Knowledge of Hive architecture.
Ability to modify Hadoop site configuration.
WD Fusion installed and operating.

Replicating Hive Storage

In order to store a Hive table in WD Fusion you specify a WD Fusion URI when creating a table. E.g. consider creating a table called log that will be stored in a replicated directory.

CREATE TABLE log(requestline string) stored as textfile location 'fusion:///repl1/hive/log';

Note: Replicating table storage without sharing the Hive metadata will create a logical discrepancy in the Hive catalog. For example, consider a case where a table is defined on one cluster and replicated on the HCFS to another cluster. A Hive user on the other cluster would need to define the table locally in order to make use of it.

Exceptions

Hive from CDH 5.3/5.4 does not work with WD Fusion, as a result of HIVE-9991. The issue will be addressed once this fix for Hive is released. This requires that modify the default Hive file system setting when using CDH 5.3 and 5.4. In Cloudera Manager, add the following property to hive-site.xml:

<property>
    <name>fs.defaultFS</name>
    <value>fusion:///</value>
</property><

This property should be added in 3 areas:

Service Wide
GateWay Group
Hiveserver2 group

Replicated directories as store paths

It's possible to configure Hive to use WD fusion URIs as output paths for storing data, to do this you must specify a fusion URI when writing data back to the underlying Hadoop-compatible file system (HCFS).

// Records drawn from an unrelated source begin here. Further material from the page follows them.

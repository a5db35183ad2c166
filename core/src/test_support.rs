//! Scripted [`HttpBackend`] for unit tests.
//!
//! Responses come from routes first (persistent, matched by URL substring and
//! optionally method, longest needle wins) and then from a FIFO queue. Fan-out
//! operations issue requests in no particular order, so they are scripted
//! with routes.

use std::collections::VecDeque;
use std::sync::Mutex;

use crate::error::{Error, Result};
use crate::http::{HttpBackend, HttpMethod, HttpRequest, HttpResponse};

struct Route {
    method: Option<HttpMethod>,
    needle: String,
    response: HttpResponse,
}

#[derive(Default)]
pub(crate) struct ScriptedBackend {
    routes: Mutex<Vec<Route>>,
    queue: Mutex<VecDeque<HttpResponse>>,
    requests: Mutex<Vec<HttpRequest>>,
}

fn response(status: u16, headers: Vec<(&str, &str)>, body: &str) -> HttpResponse {
    HttpResponse {
        status,
        headers: headers
            .into_iter()
            .map(|(name, value)| (name.to_string(), value.to_string()))
            .collect(),
        body: body.as_bytes().to_vec(),
    }
}

impl ScriptedBackend {
    pub(crate) fn new() -> Self {
        Self::default()
    }

    pub(crate) fn push(&self, status: u16, body: &str) {
        self.push_with_headers(status, Vec::new(), body);
    }

    pub(crate) fn push_with_headers(&self, status: u16, headers: Vec<(&str, &str)>, body: &str) {
        self.queue.lock().unwrap().push_back(response(status, headers, body));
    }

    /// Answer every request whose URL contains `needle`.
    pub(crate) fn route(&self, needle: &str, status: u16, body: &str) {
        self.add_route(None, needle, response(status, Vec::new(), body));
    }

    pub(crate) fn route_method(&self, method: HttpMethod, needle: &str, status: u16, body: &str) {
        self.add_route(Some(method), needle, response(status, Vec::new(), body));
    }

    pub(crate) fn route_with_headers(
        &self,
        needle: &str,
        status: u16,
        headers: Vec<(&str, &str)>,
        body: &str,
    ) {
        self.add_route(None, needle, response(status, headers, body));
    }

    fn add_route(&self, method: Option<HttpMethod>, needle: &str, response: HttpResponse) {
        self.routes.lock().unwrap().push(Route {
            method,
            needle: needle.to_string(),
            response,
        });
    }

    pub(crate) fn requests(&self) -> Vec<HttpRequest> {
        self.requests.lock().unwrap().clone()
    }

    pub(crate) fn requests_to(&self, needle: &str) -> Vec<HttpRequest> {
        self.requests()
            .into_iter()
            .filter(|request| request.url.contains(needle))
            .collect()
    }

    pub(crate) fn last_request(&self) -> HttpRequest {
        self.requests().pop().expect("no request was sent")
    }
}

impl HttpBackend for ScriptedBackend {
    fn execute(&self, request: &HttpRequest) -> Result<HttpResponse> {
        self.requests.lock().unwrap().push(request.clone());

        let routed = self
            .routes
            .lock()
            .unwrap()
            .iter()
            .filter(|route| route.method.map_or(true, |m| m == request.method))
            .filter(|route| request.url.contains(&route.needle))
            .max_by_key(|route| route.needle.len())
            .map(|route| route.response.clone());

        if let Some(response) = routed {
            return Ok(response);
        }

        self.queue.lock().unwrap().pop_front().ok_or_else(|| {
            Error::Transport(format!("no scripted response for {} {}", request.method, request.url).into())
        })
    }
}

For example, consider writing data out from a table called log to a file stored in a replicated directory:

INSERT OVERWRITE DIRECTORY 'fusion:///repl1/hive-out.csv' SELECT * FROM log;

Exceptions

HDP 2.2
When running MapReduce jobs on HDP 2.2, you need to append the following entry to mapreduce.application.classpath in mapred-site.xml:

/usr/hdp/<hdp version>/hadoop-hdfs/lib/*

Replicated directories as load paths

In this section we'll describe how to configure Hive to use fusion URIs as input paths for loading data.

It is not common to load data into a Hive table from a file using the fusion URI. When loading data into Hive from files the core-site.xml setting fs.default.name must also be set to fusion, which may not be desirable. It is much more common to load data from a local file using the LOCAL keyword:

LOAD DATA LOCAL INPATH '/tmp/log.csv' INTO TABLE log;

If you do wish to use a fusion URI as a load path, you must change the fs.defaultFS setting to use WD Fusion, as noted in a previous section. Then you may run:

LOAD DATA INPATH 'fusion:///repl1/log.csv' INTO TABLE log;

Sharing the Hive metastore

Advanced configuration - please contact WANdisco before attempting
In this section we'll describe how to share the Hive metastore between two clusters. Since WANdisco Fusion can replicate the file system that contains the Hive data storage, sharing the metadata presents a single logical view of Hive to users on both clusters.

When sharing the Hive metastore, note that Hive users on all clusters will know about all tables. If a table is not actually replicated, Hive users on other clusters will experience errors if they try to access that table.

There are two options available.

Hive metastore available read-only on other clusters

In this configuration, the Hive metastore is configured normally on one cluster. On other clusters, the metastore process points to a read-only copy of the metastore database. MySQL can be used in master-slave replication mode to provide the metastore.

Hive metastore writable on all clusters

In this configuration, the Hive metastore is writable on all clusters.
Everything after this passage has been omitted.